- Opening Delimiter -

//! Mutation-tracking keyed map.
//!
//! Beyond the value table, a map carries the durable numeric identities its
//! committed keys travel under on the wire: after a key has been introduced
//! once, later patches reference it by a small integer instead of repeating
//! the string.

use std::cell::RefCell;
use std::collections::HashMap;
use std::rc::Rc;

use crate::change_tree::{new_change_tree, ChangeTreeRef, DirtyKey};
use crate::observer::{ContainerCallback, ContainerObservers};
use crate::value::{attach, detach, Value};

pub type MapRef = Rc<RefCell<MapValue>>;

pub struct MapValue {
    /// Keys in insertion order; drives iteration and the emission order of
    /// not-yet-committed keys.
    keys: Vec<String>,
    values: HashMap<String, Value>,
    /// Durable wire identity per committed key.
    identities: HashMap<String, u64>,
    by_identity: HashMap<u64, String>,
    next_identity: u64,
    change_tree: ChangeTreeRef,
    observers: ContainerObservers,
}

impl MapValue {
    pub fn new() -> MapRef {
        Rc::new(RefCell::new(MapValue {
            keys: Vec::new(),
            values: HashMap::new(),
            identities: HashMap::new(),
            by_identity: HashMap::new(),
            next_identity: 0,
            change_tree: new_change_tree(),
            observers: ContainerObservers::default(),
        }))
    }

    pub fn change_tree(&self) -> &ChangeTreeRef {
        &self.change_tree
    }

    pub fn len(&self) -> usize {
        self.keys.len()
    }

    pub fn is_empty(&self) -> bool {
        self.keys.is_empty()
    }

    pub fn contains_key(&self, key: &str) -> bool {
        self.values.contains_key(key)
    }

    pub fn get(&self, key: &str) -> Option<&Value> {
        self.values.get(key)
    }

    pub fn keys(&self) -> impl Iterator<Item = &str> {
        self.keys.iter().map(String::as_str)
    }

    pub fn values(&self) -> impl Iterator<Item = &Value> {
        self.keys.iter().filter_map(|key| self.values.get(key))
    }

    pub fn iter(&self) -> impl Iterator<Item = (&str, &Value)> {
        self.keys
            .iter()
            .filter_map(|key| self.values.get(key).map(|value| (key.as_str(), value)))
    }

    pub fn set_key(&mut self, key: &str, value: Value) {
        if let Some(current) = self.values.get(key) {
            if current.same_as(&value) {
                return;
            }
            detach(current);
            if let Some(element) = current.element_id() {
                self.change_tree.borrow_mut().forget(element);
            }
        } else {
            self.keys.push(key.to_string());
        }
        attach(&value, &self.change_tree, DirtyKey::Key(key.to_string()));
        let element = value.element_id();
        self.values.insert(key.to_string(), value);
        let mut tree = self.change_tree.borrow_mut();
        if let Some(element) = element {
            tree.assign_identity(element, DirtyKey::Key(key.to_string()));
        }
        tree.unmark_deleted(&DirtyKey::Key(key.to_string()));
        tree.mark_changed(DirtyKey::Key(key.to_string()));
    }

    /// Remove a key. A committed key leaves a tombstone so the other side
    /// drops it too; a key that was never committed just vanishes.
    pub fn delete_key(&mut self, key: &str) -> bool {
        let Some(removed) = self.values.remove(key) else {
            return false;
        };
        self.keys.retain(|existing| existing != key);
        detach(&removed);
        let mut tree = self.change_tree.borrow_mut();
        if let Some(element) = removed.element_id() {
            tree.forget(element);
        }
        tree.mark_deleted(DirtyKey::Key(key.to_string()));
        true
    }

    /// Re-key an entry. When the value is a committed reference the next
    /// patch carries a move record, not a payload.
    pub fn rename_key(&mut self, old: &str, new: &str) -> bool {
        if old == new || !self.values.contains_key(old) {
            return false;
        }
        if self.values.contains_key(new) {
            self.delete_key(new);
        }
        let value = match self.values.remove(old) {
            Some(value) => value,
            None => return false,
        };
        if let Some(position) = self.keys.iter().position(|key| key == old) {
            self.keys[position] = new.to_string();
        }

        let element = value.element_id();
        let old_committed = self.identities.contains_key(old);
        if let Some(inner) = value.change_tree() {
            inner
                .borrow_mut()
                .set_parent(&self.change_tree, DirtyKey::Key(new.to_string()));
        }
        {
            let mut tree = self.change_tree.borrow_mut();
            if let Some(element) = element {
                tree.assign_identity(element, DirtyKey::Key(new.to_string()));
            }
            match element {
                Some(element) if old_committed => {
                    tree.record_move(element, DirtyKey::Key(old.to_string()));
                }
                // Primitive values cannot move; the old slot is torn down.
                None if old_committed => {
                    tree.mark_deleted(DirtyKey::Key(old.to_string()));
                }
                _ => {}
            }
            tree.mark_changed(DirtyKey::Key(new.to_string()));
        }
        self.values.insert(new.to_string(), value);
        true
    }

    pub fn clear(&mut self) {
        let mut tree = self.change_tree.borrow_mut();
        for key in self.keys.drain(..) {
            if let Some(value) = self.values.remove(&key) {
                if let Some(inner) = value.change_tree() {
                    inner.borrow_mut().clear_parent();
                }
                if let Some(element) = value.element_id() {
                    tree.forget(element);
                }
            }
            tree.mark_deleted(DirtyKey::Key(key));
        }
        tree.touch();
    }

    pub fn on_add(&mut self, callback: ContainerCallback) {
        self.observers.on_add = Some(callback);
    }

    pub fn on_change(&mut self, callback: ContainerCallback) {
        self.observers.on_change = Some(callback);
    }

    pub fn on_remove(&mut self, callback: ContainerCallback) {
        self.observers.on_remove = Some(callback);
    }

    pub(crate) fn observers(&self) -> ContainerObservers {
        self.observers.clone()
    }

    /// Replay `on_add` for every current entry.
    pub fn trigger_all(&self) {
        for (key, value) in self.iter() {
            self.observers.notify_add(value, &DirtyKey::Key(key.to_string()));
        }
    }

    pub fn to_plain(&self) -> serde_json::Value {
        let mut object = serde_json::Map::new();
        for (key, value) in self.iter() {
            object.insert(key.to_string(), value.to_plain());
        }
        serde_json::Value::Object(object)
    }

    pub fn clone_map(&self) -> MapRef {
        let clone = MapValue::new();
        {
            let mut clone = clone.borrow_mut();
            for key in &self.keys {
                if let Some(value) = self.values.get(key) {
                    clone.set_key(key, value.clone_value());
                }
            }
        }
        clone
    }

    // Wire-identity bookkeeping, shared by the encoder's commit phase and
    // the decoder's first-sight assignment.

    pub(crate) fn identity_of_key(&self, key: &str) -> Option<u64> {
        self.identities.get(key).copied()
    }

    pub(crate) fn key_of_identity(&self, identity: u64) -> Option<&String> {
        self.by_identity.get(&identity)
    }

    pub(crate) fn assign_identity_for(&mut self, key: &str) -> u64 {
        let identity = self.next_identity;
        self.next_identity += 1;
        self.identities.insert(key.to_string(), identity);
        self.by_identity.insert(identity, key.to_string());
        identity
    }

    pub(crate) fn retire_key(&mut self, key: &str) {
        if let Some(identity) = self.identities.remove(key) {
            self.by_identity.remove(&identity);
        }
    }

    pub(crate) fn insertion_position(&self, key: &str) -> Option<usize> {
        self.keys.iter().position(|existing| existing == key)
    }

    // Patch-application entry points; these never schedule re-encode.

    pub(crate) fn apply_set(&mut self, key: &str, value: Value) {
        if let Some(previous) = self.values.get(key) {
            detach(previous);
        } else {
            self.keys.push(key.to_string());
        }
        if let Some(inner) = value.change_tree() {
            inner
                .borrow_mut()
                .set_parent(&self.change_tree, DirtyKey::Key(key.to_string()));
        }
        if let Some(element) = value.element_id() {
            let mut tree = self.change_tree.borrow_mut();
            tree.assign_identity(element, DirtyKey::Key(key.to_string()));
            tree.mark_committed(element);
        }
        self.values.insert(key.to_string(), value);
    }

    pub(crate) fn apply_remove(&mut self, key: &str) -> Option<Value> {
        let removed = self.values.remove(key)?;
        self.keys.retain(|existing| existing != key);
        detach(&removed);
        if let Some(element) = removed.element_id() {
            self.change_tree.borrow_mut().forget(element);
        }
        self.retire_key(key);
        Some(removed)
    }

    /// Rebind the entry at `from` under `to` without tearing it down.
    pub(crate) fn apply_move(&mut self, from: &str, to: &str) -> Option<Value> {
        let value = self.values.remove(from)?;
        self.keys.retain(|existing| existing != from);
        self.retire_key(from);
        self.apply_set(to, value.clone());
        Some(value)
    }
}

#[cfg(test)]
mod tests {
    use super::*;

    fn changed(map: &MapValue) -> Vec<String> {
        map.change_tree()
            .borrow()
            .changed_keys()
            .filter_map(|key| key.as_key().map(str::to_string))
            .collect()
    }

    #[test]
    fn set_key_tracks_insertion_order() {
        let map = MapValue::new();
        let mut map = map.borrow_mut();

        map.set_key("b", Value::Number(2.0));
        map.set_key("a", Value::Number(1.0));

        let keys: Vec<_> = map.keys().collect();
        assert_eq!(keys, vec!["b", "a"]);
        assert_eq!(changed(&map), vec!["a".to_string(), "b".to_string()]);
    }

    #[test]
    fn delete_tombstones_the_key() {
        let map = MapValue::new();
        let mut map = map.borrow_mut();

        map.set_key("hp", Value::Number(100.0));
        map.change_tree().borrow_mut().discard();

        assert!(map.delete_key("hp"));
        assert!(!map.contains_key("hp"));
        assert!(map
            .change_tree()
            .borrow()
            .is_deleted(&DirtyKey::Key("hp".into())));
        assert!(!map.delete_key("hp"));
    }

    #[test]
    fn delete_then_reset_in_one_cycle_is_a_plain_change() {
        let map = MapValue::new();
        let mut map = map.borrow_mut();

        map.set_key("hp", Value::Number(100.0));
        map.delete_key("hp");
        map.set_key("hp", Value::Number(50.0));

        assert!(!map
            .change_tree()
            .borrow()
            .is_deleted(&DirtyKey::Key("hp".into())));
        assert_eq!(map.get("hp").unwrap().as_number(), Some(50.0));
    }

    #[test]
    fn identities_round_trip() {
        let map = MapValue::new();
        let mut map = map.borrow_mut();

        let first = map.assign_identity_for("a");
        let second = map.assign_identity_for("b");
        assert_eq!((first, second), (0, 1));
        assert_eq!(map.identity_of_key("b"), Some(1));
        assert_eq!(map.key_of_identity(0), Some(&"a".to_string()));

        map.retire_key("a");
        assert_eq!(map.key_of_identity(0), None);

        // Retired identities are never reused.
        assert_eq!(map.assign_identity_for("c"), 2);
    }

    #[test]
    fn rename_of_primitive_tears_down_the_old_slot() {
        let map = MapValue::new();
        let mut map = map.borrow_mut();

        map.set_key("old", Value::Number(7.0));
        map.assign_identity_for("old");
        map.change_tree().borrow_mut().discard();

        assert!(map.rename_key("old", "new"));
        assert!(map
            .change_tree()
            .borrow()
            .is_deleted(&DirtyKey::Key("old".into())));
        assert_eq!(map.get("new").unwrap().as_number(), Some(7.0));
        assert!(!map.contains_key("old"));
    }
}
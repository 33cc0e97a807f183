//! # Mirror Schema
//! A schema-driven, delta-compressed state-synchronization codec.
//!
//! An authoritative process holds a mutable graph of [`Record`]s, lists, and
//! maps; every mutation is tracked per instance, and an [`Encoder`] streams
//! minimal binary patches to observers, which apply them with a [`Decoder`]
//! onto an equivalent mirror graph. Object identity survives across patches,
//! fields can be hidden per recipient, and a receiver without compiled type
//! definitions can bootstrap its schema through [`reflection`].

#![deny(trivial_numeric_casts, unstable_features, unused_import_braces)]

mod change_tree;
mod codec;
mod containers;
mod error;
mod observer;
mod record;
mod registry;
mod types;
mod value;

pub mod reflection;

pub use change_tree::{ChangeTree, ChangeTreeRef, DirtyKey};
pub use codec::{discard_all_changes, Decoder, Encoder};
pub use containers::{ListRef, ListValue, MapRef, MapValue};
pub use error::{DecodeError, EncodeError, RecordError, RegistryError};
pub use observer::{
    set_error_hook, CallbackResult, ContainerCallback, ContainerObservers, ErrorHook,
    ListenCallback,
};
pub use record::{Record, RecordRef};
pub use registry::{
    DeprecationPolicy, ElementKind, FieldDescriptor, FieldKind, FilterFn, PrimitiveKind,
    SchemaType, SchemaTypeBuilder, TypeRegistry,
};
pub use types::{ElementId, FieldOrder, RecipientId, TypeId, PRIMITIVE_ELEMENT};
pub use value::Value;

pub use mirror_serde::{SerdeErr, END_OF_STRUCTURE, MAX_SAFE_INTEGER, MOVE, NIL, TYPE_ID};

- Closing Delimiter -

**Exercise details**
Report every line of the data in which "carries" appears.

**Exercise response**
//! Beyond the value table, a map carries the durable numeric identities its
    /// patch carries a move record, not a payload.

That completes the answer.